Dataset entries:
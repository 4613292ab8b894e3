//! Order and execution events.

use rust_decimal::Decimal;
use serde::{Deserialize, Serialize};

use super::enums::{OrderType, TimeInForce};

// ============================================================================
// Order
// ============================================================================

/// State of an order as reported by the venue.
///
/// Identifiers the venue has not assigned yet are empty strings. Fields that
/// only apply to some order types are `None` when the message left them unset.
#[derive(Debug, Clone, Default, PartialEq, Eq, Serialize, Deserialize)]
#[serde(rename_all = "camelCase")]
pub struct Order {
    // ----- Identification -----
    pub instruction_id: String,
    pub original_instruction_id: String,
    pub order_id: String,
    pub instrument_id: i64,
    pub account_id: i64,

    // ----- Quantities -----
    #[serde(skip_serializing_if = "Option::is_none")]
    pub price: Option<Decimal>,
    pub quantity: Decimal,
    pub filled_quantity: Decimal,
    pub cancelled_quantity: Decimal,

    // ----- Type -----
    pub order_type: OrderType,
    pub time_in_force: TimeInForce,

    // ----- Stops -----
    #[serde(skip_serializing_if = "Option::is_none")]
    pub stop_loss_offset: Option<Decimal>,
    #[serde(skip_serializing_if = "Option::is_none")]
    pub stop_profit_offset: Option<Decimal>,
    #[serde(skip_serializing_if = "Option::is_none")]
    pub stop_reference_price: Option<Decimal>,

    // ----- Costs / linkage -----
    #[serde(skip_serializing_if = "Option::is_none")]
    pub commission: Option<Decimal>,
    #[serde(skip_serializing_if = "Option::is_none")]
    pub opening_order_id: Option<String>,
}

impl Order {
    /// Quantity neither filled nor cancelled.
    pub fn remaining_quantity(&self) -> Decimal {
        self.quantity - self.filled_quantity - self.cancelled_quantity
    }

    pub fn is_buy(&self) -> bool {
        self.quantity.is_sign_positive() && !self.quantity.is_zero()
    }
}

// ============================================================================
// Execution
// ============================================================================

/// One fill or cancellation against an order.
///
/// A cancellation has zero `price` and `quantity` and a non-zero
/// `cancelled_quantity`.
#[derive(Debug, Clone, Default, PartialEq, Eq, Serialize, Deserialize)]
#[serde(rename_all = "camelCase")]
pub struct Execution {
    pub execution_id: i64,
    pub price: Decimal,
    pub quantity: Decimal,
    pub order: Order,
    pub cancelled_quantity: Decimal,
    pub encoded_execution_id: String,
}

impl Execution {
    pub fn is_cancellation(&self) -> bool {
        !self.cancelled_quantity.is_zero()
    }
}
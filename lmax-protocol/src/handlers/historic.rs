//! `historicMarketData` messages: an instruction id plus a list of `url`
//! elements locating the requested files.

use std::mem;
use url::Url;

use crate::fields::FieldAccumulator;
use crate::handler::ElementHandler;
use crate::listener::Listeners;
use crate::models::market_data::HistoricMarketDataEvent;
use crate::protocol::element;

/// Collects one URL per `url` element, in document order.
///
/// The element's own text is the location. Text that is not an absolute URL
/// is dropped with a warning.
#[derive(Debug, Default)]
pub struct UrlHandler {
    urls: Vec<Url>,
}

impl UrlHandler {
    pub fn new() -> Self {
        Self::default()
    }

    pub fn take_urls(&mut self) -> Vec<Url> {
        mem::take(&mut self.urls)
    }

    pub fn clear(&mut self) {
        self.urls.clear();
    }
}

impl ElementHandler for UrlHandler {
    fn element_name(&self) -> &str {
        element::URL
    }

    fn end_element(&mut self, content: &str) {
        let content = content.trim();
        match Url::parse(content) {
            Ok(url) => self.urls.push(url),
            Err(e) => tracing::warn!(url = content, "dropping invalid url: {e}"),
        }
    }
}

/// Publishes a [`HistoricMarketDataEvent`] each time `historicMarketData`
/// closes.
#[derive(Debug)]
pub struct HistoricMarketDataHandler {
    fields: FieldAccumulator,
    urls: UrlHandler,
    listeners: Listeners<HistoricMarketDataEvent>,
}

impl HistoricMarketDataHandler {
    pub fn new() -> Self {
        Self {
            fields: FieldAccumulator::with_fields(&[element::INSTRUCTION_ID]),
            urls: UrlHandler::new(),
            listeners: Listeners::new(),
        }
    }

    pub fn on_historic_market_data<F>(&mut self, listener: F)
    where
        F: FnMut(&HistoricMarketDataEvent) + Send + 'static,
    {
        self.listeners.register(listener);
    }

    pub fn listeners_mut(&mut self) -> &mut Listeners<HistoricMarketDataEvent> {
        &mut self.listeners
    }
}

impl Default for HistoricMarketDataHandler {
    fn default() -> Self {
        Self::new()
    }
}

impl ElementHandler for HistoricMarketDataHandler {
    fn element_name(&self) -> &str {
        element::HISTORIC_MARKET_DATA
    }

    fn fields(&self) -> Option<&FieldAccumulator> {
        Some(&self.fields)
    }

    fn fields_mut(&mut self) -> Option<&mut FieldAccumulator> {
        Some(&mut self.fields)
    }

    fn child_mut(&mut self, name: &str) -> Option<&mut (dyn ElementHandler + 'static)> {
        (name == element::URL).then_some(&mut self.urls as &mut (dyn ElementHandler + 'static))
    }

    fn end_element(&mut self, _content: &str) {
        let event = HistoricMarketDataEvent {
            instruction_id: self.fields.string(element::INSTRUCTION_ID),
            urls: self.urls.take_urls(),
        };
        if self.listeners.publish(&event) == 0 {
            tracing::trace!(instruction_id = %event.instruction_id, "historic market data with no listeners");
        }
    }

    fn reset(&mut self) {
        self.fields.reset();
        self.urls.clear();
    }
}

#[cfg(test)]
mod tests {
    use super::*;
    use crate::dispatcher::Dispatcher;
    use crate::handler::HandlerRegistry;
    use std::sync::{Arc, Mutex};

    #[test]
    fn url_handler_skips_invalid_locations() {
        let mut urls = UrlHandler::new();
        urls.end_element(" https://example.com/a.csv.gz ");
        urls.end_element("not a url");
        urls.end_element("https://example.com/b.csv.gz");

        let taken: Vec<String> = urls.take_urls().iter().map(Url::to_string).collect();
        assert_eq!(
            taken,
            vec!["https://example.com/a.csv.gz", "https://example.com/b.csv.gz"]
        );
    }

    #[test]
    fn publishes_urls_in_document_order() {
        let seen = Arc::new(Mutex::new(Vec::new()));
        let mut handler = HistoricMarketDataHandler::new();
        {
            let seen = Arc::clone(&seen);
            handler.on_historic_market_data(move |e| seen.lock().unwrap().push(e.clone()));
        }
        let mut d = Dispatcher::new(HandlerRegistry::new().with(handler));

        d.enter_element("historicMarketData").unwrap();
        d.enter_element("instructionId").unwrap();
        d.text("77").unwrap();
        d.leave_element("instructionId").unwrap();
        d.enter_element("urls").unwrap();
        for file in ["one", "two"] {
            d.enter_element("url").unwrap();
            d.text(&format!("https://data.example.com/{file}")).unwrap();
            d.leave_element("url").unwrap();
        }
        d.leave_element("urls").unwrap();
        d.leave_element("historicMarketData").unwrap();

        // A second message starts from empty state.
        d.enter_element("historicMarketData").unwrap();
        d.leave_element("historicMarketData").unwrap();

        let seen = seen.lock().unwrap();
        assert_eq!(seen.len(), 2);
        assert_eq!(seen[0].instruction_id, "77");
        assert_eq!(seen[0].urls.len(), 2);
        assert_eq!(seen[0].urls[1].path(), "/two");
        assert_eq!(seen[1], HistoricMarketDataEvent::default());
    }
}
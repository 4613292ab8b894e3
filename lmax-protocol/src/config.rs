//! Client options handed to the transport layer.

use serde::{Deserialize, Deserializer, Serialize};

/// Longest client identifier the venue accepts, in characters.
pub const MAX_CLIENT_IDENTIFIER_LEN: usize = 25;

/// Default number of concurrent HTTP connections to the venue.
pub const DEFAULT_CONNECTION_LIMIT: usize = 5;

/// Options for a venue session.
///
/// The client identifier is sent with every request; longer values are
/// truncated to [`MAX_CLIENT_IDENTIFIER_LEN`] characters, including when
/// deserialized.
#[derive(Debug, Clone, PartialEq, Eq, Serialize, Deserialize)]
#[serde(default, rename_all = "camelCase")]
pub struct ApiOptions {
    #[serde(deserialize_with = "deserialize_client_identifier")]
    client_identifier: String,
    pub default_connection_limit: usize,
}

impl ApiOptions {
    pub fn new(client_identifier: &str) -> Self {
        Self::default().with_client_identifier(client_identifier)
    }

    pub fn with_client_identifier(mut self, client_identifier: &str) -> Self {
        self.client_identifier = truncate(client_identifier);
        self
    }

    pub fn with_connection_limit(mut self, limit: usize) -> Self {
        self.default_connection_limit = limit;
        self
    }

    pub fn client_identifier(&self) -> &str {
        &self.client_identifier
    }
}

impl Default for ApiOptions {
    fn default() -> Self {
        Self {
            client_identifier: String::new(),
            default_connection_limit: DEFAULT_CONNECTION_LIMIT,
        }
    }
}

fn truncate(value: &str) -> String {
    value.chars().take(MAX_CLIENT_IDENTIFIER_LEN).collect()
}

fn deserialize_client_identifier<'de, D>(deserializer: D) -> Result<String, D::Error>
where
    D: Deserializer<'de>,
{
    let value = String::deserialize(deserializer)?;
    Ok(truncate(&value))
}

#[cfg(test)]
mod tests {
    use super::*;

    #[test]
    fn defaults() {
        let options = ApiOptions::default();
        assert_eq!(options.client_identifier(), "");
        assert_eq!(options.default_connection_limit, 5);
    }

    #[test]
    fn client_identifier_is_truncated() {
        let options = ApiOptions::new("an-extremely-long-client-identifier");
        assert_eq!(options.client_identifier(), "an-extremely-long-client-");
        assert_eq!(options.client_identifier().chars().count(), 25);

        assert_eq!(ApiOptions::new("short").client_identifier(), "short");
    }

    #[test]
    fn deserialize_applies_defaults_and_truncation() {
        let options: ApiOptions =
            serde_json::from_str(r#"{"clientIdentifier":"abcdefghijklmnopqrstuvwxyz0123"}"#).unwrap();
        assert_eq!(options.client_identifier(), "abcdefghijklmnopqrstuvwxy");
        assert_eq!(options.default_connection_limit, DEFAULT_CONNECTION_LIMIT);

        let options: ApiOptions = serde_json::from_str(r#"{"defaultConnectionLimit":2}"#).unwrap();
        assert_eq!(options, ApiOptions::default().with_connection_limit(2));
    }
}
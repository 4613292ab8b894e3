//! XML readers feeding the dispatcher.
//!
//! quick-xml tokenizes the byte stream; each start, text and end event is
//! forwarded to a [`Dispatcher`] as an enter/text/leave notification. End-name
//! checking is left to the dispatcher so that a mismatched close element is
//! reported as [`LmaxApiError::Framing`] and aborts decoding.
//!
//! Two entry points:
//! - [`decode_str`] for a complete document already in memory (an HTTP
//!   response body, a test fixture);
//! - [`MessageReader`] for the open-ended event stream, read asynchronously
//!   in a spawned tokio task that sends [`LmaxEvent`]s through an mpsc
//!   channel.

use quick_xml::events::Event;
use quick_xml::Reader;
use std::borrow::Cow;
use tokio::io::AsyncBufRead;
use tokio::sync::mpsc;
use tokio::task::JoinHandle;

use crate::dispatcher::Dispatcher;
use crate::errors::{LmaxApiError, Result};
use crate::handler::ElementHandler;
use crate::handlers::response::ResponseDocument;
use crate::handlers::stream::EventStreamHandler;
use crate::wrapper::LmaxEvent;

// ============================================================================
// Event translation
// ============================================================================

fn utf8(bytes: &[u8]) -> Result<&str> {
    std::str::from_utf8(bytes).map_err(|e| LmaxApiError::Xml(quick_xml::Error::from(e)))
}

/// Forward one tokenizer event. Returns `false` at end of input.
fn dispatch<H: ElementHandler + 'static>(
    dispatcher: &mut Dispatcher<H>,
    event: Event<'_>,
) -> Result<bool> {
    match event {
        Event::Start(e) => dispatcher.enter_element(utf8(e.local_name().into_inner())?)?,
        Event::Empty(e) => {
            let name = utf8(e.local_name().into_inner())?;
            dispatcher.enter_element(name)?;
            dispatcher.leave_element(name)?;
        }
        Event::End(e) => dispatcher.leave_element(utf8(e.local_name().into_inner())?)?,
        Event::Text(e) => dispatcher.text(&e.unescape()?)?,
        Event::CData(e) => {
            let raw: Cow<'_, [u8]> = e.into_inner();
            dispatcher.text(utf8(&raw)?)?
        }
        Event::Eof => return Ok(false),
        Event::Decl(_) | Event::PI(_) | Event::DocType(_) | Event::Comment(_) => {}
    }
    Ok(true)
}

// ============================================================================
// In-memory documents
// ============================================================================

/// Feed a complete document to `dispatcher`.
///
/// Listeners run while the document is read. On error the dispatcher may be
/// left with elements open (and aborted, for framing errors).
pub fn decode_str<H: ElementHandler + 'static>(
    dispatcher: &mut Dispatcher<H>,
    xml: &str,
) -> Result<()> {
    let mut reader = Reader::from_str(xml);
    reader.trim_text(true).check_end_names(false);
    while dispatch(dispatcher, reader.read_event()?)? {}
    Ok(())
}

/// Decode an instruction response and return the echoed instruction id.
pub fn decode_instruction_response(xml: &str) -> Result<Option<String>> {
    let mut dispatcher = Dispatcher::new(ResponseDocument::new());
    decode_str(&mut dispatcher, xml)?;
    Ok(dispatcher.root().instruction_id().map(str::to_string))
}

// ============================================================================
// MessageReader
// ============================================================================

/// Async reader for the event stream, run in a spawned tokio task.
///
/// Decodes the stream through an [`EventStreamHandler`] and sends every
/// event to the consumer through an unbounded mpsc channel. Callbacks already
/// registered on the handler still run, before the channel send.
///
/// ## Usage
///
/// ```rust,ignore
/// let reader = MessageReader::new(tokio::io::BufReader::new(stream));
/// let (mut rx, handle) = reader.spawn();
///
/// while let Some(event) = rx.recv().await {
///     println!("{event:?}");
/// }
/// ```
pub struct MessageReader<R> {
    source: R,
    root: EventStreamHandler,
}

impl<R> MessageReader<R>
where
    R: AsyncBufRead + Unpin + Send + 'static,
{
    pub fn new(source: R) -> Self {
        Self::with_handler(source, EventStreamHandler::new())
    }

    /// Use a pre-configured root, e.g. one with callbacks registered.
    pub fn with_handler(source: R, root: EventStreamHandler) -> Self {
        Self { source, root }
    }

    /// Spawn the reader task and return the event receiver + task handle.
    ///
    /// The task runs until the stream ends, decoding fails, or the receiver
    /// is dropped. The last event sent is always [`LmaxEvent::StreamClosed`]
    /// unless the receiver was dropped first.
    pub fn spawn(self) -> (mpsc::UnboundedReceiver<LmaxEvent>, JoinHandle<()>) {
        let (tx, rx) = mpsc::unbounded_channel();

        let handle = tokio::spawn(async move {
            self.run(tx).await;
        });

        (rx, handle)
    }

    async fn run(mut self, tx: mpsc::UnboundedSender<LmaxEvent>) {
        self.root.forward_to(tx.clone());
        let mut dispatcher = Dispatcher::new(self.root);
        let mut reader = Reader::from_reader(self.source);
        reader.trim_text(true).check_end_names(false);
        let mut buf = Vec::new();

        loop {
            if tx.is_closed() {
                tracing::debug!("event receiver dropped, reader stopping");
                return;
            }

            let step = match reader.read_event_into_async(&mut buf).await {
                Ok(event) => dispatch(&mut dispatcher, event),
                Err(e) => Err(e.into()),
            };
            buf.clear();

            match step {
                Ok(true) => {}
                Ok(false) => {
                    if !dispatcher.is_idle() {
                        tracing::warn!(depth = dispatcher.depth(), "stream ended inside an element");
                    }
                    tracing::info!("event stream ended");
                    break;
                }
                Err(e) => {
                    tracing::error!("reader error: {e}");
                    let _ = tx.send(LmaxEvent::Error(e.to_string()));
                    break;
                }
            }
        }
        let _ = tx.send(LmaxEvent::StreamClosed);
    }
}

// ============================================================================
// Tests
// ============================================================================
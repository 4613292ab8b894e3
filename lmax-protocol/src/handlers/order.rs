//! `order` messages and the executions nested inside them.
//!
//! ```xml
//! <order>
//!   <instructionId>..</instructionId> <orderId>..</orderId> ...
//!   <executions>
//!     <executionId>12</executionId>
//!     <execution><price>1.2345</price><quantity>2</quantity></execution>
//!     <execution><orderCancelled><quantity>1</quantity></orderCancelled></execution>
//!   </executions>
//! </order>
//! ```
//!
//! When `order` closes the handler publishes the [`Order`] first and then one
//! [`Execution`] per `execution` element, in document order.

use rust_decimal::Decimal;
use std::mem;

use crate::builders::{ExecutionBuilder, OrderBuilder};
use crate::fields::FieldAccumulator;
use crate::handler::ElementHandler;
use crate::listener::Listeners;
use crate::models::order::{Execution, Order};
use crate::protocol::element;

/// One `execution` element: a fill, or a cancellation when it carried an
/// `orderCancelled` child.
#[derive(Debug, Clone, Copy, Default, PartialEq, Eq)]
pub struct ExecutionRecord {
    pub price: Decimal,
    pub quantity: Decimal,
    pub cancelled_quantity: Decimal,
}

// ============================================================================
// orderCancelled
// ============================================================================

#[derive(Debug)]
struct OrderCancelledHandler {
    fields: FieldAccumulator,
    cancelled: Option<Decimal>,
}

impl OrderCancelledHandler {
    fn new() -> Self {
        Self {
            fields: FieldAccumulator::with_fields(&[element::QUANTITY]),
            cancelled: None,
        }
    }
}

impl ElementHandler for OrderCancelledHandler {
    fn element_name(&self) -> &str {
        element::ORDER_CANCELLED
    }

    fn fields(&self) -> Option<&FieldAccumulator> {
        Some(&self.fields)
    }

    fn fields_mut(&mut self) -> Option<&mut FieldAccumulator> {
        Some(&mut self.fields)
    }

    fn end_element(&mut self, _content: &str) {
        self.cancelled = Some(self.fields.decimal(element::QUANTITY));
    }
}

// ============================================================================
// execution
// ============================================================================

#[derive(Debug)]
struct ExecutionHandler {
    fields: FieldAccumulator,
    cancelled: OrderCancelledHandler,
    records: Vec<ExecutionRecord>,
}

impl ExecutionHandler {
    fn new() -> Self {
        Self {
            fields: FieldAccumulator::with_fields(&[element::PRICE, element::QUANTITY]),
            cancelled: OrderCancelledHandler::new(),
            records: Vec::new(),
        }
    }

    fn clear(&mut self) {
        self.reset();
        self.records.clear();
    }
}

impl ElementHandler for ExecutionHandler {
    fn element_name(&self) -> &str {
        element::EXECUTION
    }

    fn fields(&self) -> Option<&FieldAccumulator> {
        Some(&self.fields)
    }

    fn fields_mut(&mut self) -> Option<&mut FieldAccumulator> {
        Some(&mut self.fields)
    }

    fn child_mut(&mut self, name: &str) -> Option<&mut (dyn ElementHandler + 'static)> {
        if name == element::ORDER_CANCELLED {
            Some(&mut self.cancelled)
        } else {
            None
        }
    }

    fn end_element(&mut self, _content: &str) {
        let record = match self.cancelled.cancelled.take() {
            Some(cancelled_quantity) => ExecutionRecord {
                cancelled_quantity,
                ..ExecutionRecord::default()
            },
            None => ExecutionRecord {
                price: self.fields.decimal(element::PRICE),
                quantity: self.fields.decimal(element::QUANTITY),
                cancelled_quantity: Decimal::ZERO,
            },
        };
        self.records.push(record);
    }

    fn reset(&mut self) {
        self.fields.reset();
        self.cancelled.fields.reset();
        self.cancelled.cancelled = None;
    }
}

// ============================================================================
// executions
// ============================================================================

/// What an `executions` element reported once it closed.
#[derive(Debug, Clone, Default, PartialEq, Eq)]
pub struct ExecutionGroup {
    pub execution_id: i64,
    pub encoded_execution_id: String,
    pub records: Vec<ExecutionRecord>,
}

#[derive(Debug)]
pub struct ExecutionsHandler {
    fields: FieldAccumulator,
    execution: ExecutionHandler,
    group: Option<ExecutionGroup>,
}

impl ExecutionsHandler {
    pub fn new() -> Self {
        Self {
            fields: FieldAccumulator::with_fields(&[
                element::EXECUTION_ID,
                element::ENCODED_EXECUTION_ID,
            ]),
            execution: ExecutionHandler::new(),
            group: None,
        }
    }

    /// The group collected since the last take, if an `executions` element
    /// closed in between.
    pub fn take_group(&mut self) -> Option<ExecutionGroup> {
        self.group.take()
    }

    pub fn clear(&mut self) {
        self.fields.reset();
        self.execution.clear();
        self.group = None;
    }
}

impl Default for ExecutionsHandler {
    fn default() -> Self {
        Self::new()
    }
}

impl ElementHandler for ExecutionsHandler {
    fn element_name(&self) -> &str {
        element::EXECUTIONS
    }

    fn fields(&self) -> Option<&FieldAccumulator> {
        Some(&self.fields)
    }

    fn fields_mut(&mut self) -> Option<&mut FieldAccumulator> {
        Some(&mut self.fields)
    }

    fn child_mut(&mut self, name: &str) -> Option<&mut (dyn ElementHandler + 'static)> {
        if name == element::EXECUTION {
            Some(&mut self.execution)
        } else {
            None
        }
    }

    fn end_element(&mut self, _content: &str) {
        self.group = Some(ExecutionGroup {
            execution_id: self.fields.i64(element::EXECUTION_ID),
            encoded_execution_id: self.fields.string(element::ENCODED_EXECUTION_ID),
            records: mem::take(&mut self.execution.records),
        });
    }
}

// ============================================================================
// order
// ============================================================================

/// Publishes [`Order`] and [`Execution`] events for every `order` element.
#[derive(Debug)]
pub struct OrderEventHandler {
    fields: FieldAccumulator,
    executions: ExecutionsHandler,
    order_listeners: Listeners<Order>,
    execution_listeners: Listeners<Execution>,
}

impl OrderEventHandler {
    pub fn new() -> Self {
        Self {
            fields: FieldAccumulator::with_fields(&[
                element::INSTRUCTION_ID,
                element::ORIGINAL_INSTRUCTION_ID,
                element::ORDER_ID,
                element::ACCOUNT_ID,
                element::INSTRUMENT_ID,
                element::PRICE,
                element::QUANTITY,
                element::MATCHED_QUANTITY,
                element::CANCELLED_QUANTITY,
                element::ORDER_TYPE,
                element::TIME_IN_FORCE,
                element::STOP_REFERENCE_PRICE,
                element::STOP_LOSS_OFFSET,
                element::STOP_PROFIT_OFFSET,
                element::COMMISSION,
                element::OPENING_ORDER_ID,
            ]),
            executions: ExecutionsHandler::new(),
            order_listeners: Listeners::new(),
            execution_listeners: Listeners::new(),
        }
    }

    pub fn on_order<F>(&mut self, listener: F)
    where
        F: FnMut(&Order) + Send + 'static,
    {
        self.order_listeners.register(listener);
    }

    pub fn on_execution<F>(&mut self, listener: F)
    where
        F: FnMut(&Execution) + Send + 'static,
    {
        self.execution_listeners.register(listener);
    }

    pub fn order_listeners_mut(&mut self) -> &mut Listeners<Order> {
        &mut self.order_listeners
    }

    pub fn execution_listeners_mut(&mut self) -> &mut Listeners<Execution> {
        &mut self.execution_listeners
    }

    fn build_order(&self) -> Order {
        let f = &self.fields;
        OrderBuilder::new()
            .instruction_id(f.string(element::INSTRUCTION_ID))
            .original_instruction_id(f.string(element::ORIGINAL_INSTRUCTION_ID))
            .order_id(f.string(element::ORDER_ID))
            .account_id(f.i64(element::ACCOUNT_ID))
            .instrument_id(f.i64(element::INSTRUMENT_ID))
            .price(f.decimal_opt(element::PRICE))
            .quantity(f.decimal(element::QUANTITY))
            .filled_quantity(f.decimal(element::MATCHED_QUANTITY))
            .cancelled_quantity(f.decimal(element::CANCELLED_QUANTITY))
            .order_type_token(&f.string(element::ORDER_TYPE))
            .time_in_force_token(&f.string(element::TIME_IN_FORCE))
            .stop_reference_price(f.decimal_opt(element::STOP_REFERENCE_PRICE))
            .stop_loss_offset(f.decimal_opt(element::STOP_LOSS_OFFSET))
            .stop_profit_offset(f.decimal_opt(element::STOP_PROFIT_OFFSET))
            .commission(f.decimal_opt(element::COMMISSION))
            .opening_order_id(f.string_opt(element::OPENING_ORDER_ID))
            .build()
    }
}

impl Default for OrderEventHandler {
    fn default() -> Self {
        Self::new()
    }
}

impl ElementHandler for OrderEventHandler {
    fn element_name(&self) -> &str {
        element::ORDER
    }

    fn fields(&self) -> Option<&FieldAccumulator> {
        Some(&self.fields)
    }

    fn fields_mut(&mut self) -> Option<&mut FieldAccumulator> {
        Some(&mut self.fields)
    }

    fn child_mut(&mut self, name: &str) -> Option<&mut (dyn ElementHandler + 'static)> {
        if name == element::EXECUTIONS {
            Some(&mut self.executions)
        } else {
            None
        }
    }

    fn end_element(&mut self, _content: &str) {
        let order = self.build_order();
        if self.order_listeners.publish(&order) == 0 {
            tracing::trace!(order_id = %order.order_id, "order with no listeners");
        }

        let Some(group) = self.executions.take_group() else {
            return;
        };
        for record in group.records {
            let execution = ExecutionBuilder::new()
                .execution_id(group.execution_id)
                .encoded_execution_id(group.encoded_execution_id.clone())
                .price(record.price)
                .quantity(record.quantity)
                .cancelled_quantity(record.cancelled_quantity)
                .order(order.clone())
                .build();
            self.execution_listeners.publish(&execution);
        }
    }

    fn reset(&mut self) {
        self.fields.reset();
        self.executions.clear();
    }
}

§ **Aim of the exercise**: The string "sent" appears on how many lines of the records? State the number alone.

§ **Solution to this exercise**: 2